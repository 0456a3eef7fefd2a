//! Cumulated observation of an inner model, for temporal disaggregation.
//!
//! The state is `[c_t; alpha_t]` where `c_t` is the partial sum of the inner
//! signal `Z alpha` since the start of the current period. The observation is
//! the running total `c_t + Z alpha_t`, which equals the period aggregate at
//! the last position of a period.

use std::sync::Arc;

use nalgebra::{DMatrix, DVector};
use tracing::instrument;

use crate::error::{Result, SsfError};
use crate::filter::diffuse::DiffuseFilter;
use crate::filter::smoother::DiffuseSmoother;
use crate::ssf::{Ssf, SsfDynamics, SsfInitialization, SsfLoading};
use crate::types::{FilterConfig, Storage};

#[derive(Clone)]
pub struct CumulatorSsf {
    inner: Ssf,
    conversion: usize,
    start: usize,
}

impl CumulatorSsf {
    /// `conversion` high-frequency periods per aggregate; `start` is the
    /// position of the first observation inside its period.
    pub fn new(inner: Ssf, conversion: usize, start: usize) -> Result<Self> {
        if conversion < 2 {
            return Err(SsfError::ModelError(format!(
                "conversion ratio must be at least 2, got {conversion}"
            )));
        }
        Ok(Self {
            inner,
            conversion,
            start: start % conversion,
        })
    }

    fn inner_dim(&self) -> usize {
        self.inner.dim()
    }

    /// Whether position `pos` opens a new period.
    fn is_period_start(&self, pos: usize) -> bool {
        (pos + self.start) % self.conversion == 0
    }

    pub fn into_ssf(self) -> Result<Ssf> {
        let loading = Arc::new(CumulatorLoading {
            inner: self.inner.measurement.loading.clone(),
        });
        Ssf::from_model(Arc::new(self), loading, 0.0)
    }
}

struct CumulatorLoading {
    inner: Arc<dyn SsfLoading>,
}

fn tail(x: &DVector<f64>) -> DVector<f64> {
    x.rows(1, x.len() - 1).clone_owned()
}

impl SsfLoading for CumulatorLoading {
    fn is_time_invariant(&self) -> bool {
        false
    }

    fn z(&self, pos: usize) -> DVector<f64> {
        let zi = self.inner.z(pos);
        let mut z = DVector::zeros(zi.len() + 1);
        z[0] = 1.0;
        z.rows_mut(1, zi.len()).copy_from(&zi);
        z
    }

    fn zx(&self, pos: usize, x: &DVector<f64>) -> f64 {
        x[0] + self.inner.zx(pos, &tail(x))
    }
}

impl SsfInitialization for CumulatorSsf {
    fn dim(&self) -> usize {
        self.inner_dim() + 1
    }

    fn diffuse_dim(&self) -> usize {
        self.inner.diffuse_dim()
    }

    fn a0(&self) -> DVector<f64> {
        let inner = self.inner.initialization.a0();
        let mut a = DVector::zeros(inner.len() + 1);
        a.rows_mut(1, inner.len()).copy_from(&inner);
        a
    }

    fn pf0(&self) -> DMatrix<f64> {
        crate::ssf::block_diagonal(&DMatrix::zeros(1, 1), &self.inner.initialization.pf0())
    }

    fn b(&self) -> DMatrix<f64> {
        let inner = self.inner.initialization.b();
        let mut b = DMatrix::zeros(inner.nrows() + 1, inner.ncols());
        b.view_mut((1, 0), inner.shape()).copy_from(&inner);
        b
    }
}

impl SsfDynamics for CumulatorSsf {
    fn dim(&self) -> usize {
        self.inner_dim() + 1
    }

    fn is_time_invariant(&self) -> bool {
        false
    }

    fn t(&self, pos: usize) -> DMatrix<f64> {
        let n = self.inner_dim();
        let mut t = DMatrix::zeros(n + 1, n + 1);
        if !self.is_period_start(pos + 1) {
            t[(0, 0)] = 1.0;
            let z = self.inner.measurement.loading.z(pos);
            t.view_mut((0, 1), (1, n)).copy_from(&z.transpose());
        }
        t.view_mut((1, 1), (n, n))
            .copy_from(&self.inner.dynamics.t(pos));
        t
    }

    fn s(&self, pos: usize) -> DMatrix<f64> {
        let inner = self.inner.dynamics.s(pos);
        let mut s = DMatrix::zeros(inner.nrows() + 1, inner.ncols());
        s.view_mut((1, 0), inner.shape()).copy_from(&inner);
        s
    }

    fn innovations_dim(&self) -> usize {
        self.inner.dynamics.innovations_dim()
    }

    fn tx(&self, pos: usize, x: &mut DVector<f64>) {
        let mut alpha = tail(x);
        x[0] = if self.is_period_start(pos + 1) {
            0.0
        } else {
            x[0] + self.inner.measurement.loading.zx(pos, &alpha)
        };
        self.inner.dynamics.tx(pos, &mut alpha);
        x.rows_mut(1, alpha.len()).copy_from(&alpha);
    }

    fn xt(&self, pos: usize, x: &mut DVector<f64>) {
        let x0 = x[0];
        let mut alpha = tail(x);
        self.inner.dynamics.xt(pos, &mut alpha);
        if self.is_period_start(pos + 1) {
            x[0] = 0.0;
        } else {
            self.inner.measurement.loading.xpzd(pos, &mut alpha, x0);
        }
        x.rows_mut(1, alpha.len()).copy_from(&alpha);
    }

    fn add_v(&self, pos: usize, p: &mut DMatrix<f64>) {
        let n = self.inner_dim();
        let mut block = p.view((1, 1), (n, n)).clone_owned();
        self.inner.dynamics.add_v(pos, &mut block);
        p.view_mut((1, 1), (n, n)).copy_from(&block);
    }
}

/// Places period totals at the last position of each period, NaN elsewhere.
pub fn expand_aggregates(totals: &[f64], conversion: usize, n: usize) -> Vec<f64> {
    let mut data = vec![f64::NAN; n];
    for (i, &v) in totals.iter().enumerate() {
        let pos = (i + 1) * conversion - 1;
        if pos < n {
            data[pos] = v;
        }
    }
    data
}

/// High-frequency signal `Z alpha_t` of `inner` consistent with the period
/// totals, by diffuse smoothing of the cumulated model.
#[instrument(skip_all, fields(n = n, conversion = conversion))]
pub fn disaggregate(inner: Ssf, totals: &[f64], conversion: usize, n: usize) -> Result<Vec<f64>> {
    if totals.len() * conversion > n {
        return Err(SsfError::DataError(format!(
            "{} totals need {} positions, got {}",
            totals.len(),
            totals.len() * conversion,
            n
        )));
    }
    let loading = inner.measurement.loading.clone();
    let ssf = CumulatorSsf::new(inner, conversion, 0)?.into_ssf()?;
    let data = expand_aggregates(totals, conversion, n);
    let config = FilterConfig::default().with_storage(Storage::Full);
    let filtered = DiffuseFilter::new(config.clone()).process(&ssf, &data)?;
    let smoothed = DiffuseSmoother::new(config).smooth(&ssf, &filtered)?;
    Ok(smoothed
        .states
        .iter()
        .enumerate()
        .map(|(t, a)| loading.zx(t, &tail(a)))
        .collect())
}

### YOUR ASSIGNMENT
Repeat all the material above, matching every character.

### ANSWER TO THIS PROBLEM
repository 0456a3eef7fefd2a
//! Cumulated observation of an inner model, for temporal disaggregation.
//!
//! The state is `[c_t; alpha_t]` where `c_t` is the partial sum of the inner
//! signal `Z alpha` since the start of the current period. The observation is
//! the running total `c_t + Z alpha_t`, which equals the period aggregate at
//! the last position of a period.

use std::sync::Arc;

use nalgebra::{DMatrix, DVector};
use tracing::instrument;

use crate::error::{Result, SsfError};
use crate::filter::diffuse::DiffuseFilter;
use crate::filter::smoother::DiffuseSmoother;
use crate::ssf::{Ssf, SsfDynamics, SsfInitialization, SsfLoading};
use crate::types::{FilterConfig, Storage};

#[derive(Clone)]
pub struct CumulatorSsf {
    inner: Ssf,
    conversion: usize,
    start: usize,
}

impl CumulatorSsf {
    /// `conversion` high-frequency periods per aggregate; `start` is the
    /// position of the first observation inside its period.
    pub fn new(inner: Ssf, conversion: usize, start: usize) -> Result<Self> {
        if conversion < 2 {
            return Err(SsfError::ModelError(format!(
                "conversion ratio must be at least 2, got {conversion}"
            )));
        }
        Ok(Self {
            inner,
            conversion,
            start: start % conversion,
        })
    }

    fn inner_dim(&self) -> usize {
        self.inner.dim()
    }

    /// Whether position `pos` opens a new period.
    fn is_period_start(&self, pos: usize) -> bool {
        (pos + self.start) % self.conversion == 0
    }

    pub fn into_ssf(self) -> Result<Ssf> {
        let loading = Arc::new(CumulatorLoading {
            inner: self.inner.measurement.loading.clone(),
        });
        Ssf::from_model(Arc::new(self), loading, 0.0)
    }
}

struct CumulatorLoading {
    inner: Arc<dyn SsfLoading>,
}

fn tail(x: &DVector<f64>) -> DVector<f64> {
    x.rows(1, x.len() - 1).clone_owned()
}

impl SsfLoading for CumulatorLoading {
    fn is_time_invariant(&self) -> bool {
        false
    }

    fn z(&self, pos: usize) -> DVector<f64> {
        let zi = self.inner.z(pos);
        let mut z = DVector::zeros(zi.len() + 1);
        z[0] = 1.0;
        z.rows_mut(1, zi.len()).copy_from(&zi);
        z
    }

    fn zx(&self, pos: usize, x: &DVector<f64>) -> f64 {
        x[0] + self.inner.zx(pos, &tail(x))
    }
}

impl SsfInitialization for CumulatorSsf {
    fn dim(&self) -> usize {
        self.inner_dim() + 1
    }

    fn diffuse_dim(&self) -> usize {
        self.inner.diffuse_dim()
    }

    fn a0(&self) -> DVector<f64> {
        let inner = self.inner.initialization.a0();
        let mut a = DVector::zeros(inner.len() + 1);
        a.rows_mut(1, inner.len()).copy_from(&inner);
        a
    }

    fn pf0(&self) -> DMatrix<f64> {
        crate::ssf::block_diagonal(&DMatrix::zeros(1, 1), &self.inner.initialization.pf0())
    }

    fn b(&self) -> DMatrix<f64> {
        let inner = self.inner.initialization.b();
        let mut b = DMatrix::zeros(inner.nrows() + 1, inner.ncols());
        b.view_mut((1, 0), inner.shape()).copy_from(&inner);
        b
    }
}

impl SsfDynamics for CumulatorSsf {
    fn dim(&self) -> usize {
        self.inner_dim() + 1
    }

    fn is_time_invariant(&self) -> bool {
        false
    }

    fn t(&self, pos: usize) -> DMatrix<f64> {
        let n = self.inner_dim();
        let mut t = DMatrix::zeros(n + 1, n + 1);
        if !self.is_period_start(pos + 1) {
            t[(0, 0)] = 1.0;
            let z = self.inner.measurement.loading.z(pos);
            t.view_mut((0, 1), (1, n)).copy_from(&z.transpose());
        }
        t.view_mut((1, 1), (n, n))
            .copy_from(&self.inner.dynamics.t(pos));
        t
    }

    fn s(&self, pos: usize) -> DMatrix<f64> {
        let inner = self.inner.dynamics.s(pos);
        let mut s = DMatrix::zeros(inner.nrows() + 1, inner.ncols());
        s.view_mut((1, 0), inner.shape()).copy_from(&inner);
        s
    }

    fn innovations_dim(&self) -> usize {
        self.inner.dynamics.innovations_dim()
    }

    fn tx(&self, pos: usize, x: &mut DVector<f64>) {
        let mut alpha = tail(x);
        x[0] = if self.is_period_start(pos + 1) {
            0.0
        } else {
            x[0] + self.inner.measurement.loading.zx(pos, &alpha)
        };
        self.inner.dynamics.tx(pos, &mut alpha);
        x.rows_mut(1, alpha.len()).copy_from(&alpha);
    }

    fn xt(&self, pos: usize, x: &mut DVector<f64>) {
        let x0 = x[0];
        let mut alpha = tail(x);
        self.inner.dynamics.xt(pos, &mut alpha);
        if self.is_period_start(pos + 1) {
            x[0] = 0.0;
        } else {
            self.inner.measurement.loading.xpzd(pos, &mut alpha, x0);
        }
        x.rows_mut(1, alpha.len()).copy_from(&alpha);
    }

    fn add_v(&self, pos: usize, p: &mut DMatrix<f64>) {
        let n = self.inner_dim();
        let mut block = p.view((1, 1), (n, n)).clone_owned();
        self.inner.dynamics.add_v(pos, &mut block);
        p.view_mut((1, 1), (n, n)).copy_from(&block);
    }
}

/// Places period totals at the last position of each period, NaN elsewhere.
pub fn expand_aggregates(totals: &[f64], conversion: usize, n: usize) -> Vec<f64> {
    let mut data = vec![f64::NAN; n];
    for (i, &v) in totals.iter().enumerate() {
        let pos = (i + 1) * conversion - 1;
        if pos < n {
            data[pos] = v;
        }
    }
    data
}

/// High-frequency signal `Z alpha_t` of `inner` consistent with the period
/// totals, by diffuse smoothing of the cumulated model.
#[instrument(skip_all, fields(n = n, conversion = conversion))]
pub fn disaggregate(inner: Ssf, totals: &[f64], conversion: usize, n: usize) -> Result<Vec<f64>> {
    if totals.len() * conversion > n {
        return Err(SsfError::DataError(format!(
            "{} totals need {} positions, got {}",
            totals.len(),
            totals.len() * conversion,
            n
        )));
    }
    let loading = inner.measurement.loading.clone();
    let ssf = CumulatorSsf::new(inner, conversion, 0)?.into_ssf()?;
    let data = expand_aggregates(totals, conversion, n);
    let config = FilterConfig::default().with_storage(Storage::Full);
    let filtered = DiffuseFilter::new(config.clone()).process(&ssf, &data)?;
    let smoothed = DiffuseSmoother::new(config).smooth(&ssf, &filtered)?;
    Ok(smoothed
        .states
        .iter()
        .enumerate()
        .map(|(t, a)| loading.zx(t, &tail(a)))
        .collect())
}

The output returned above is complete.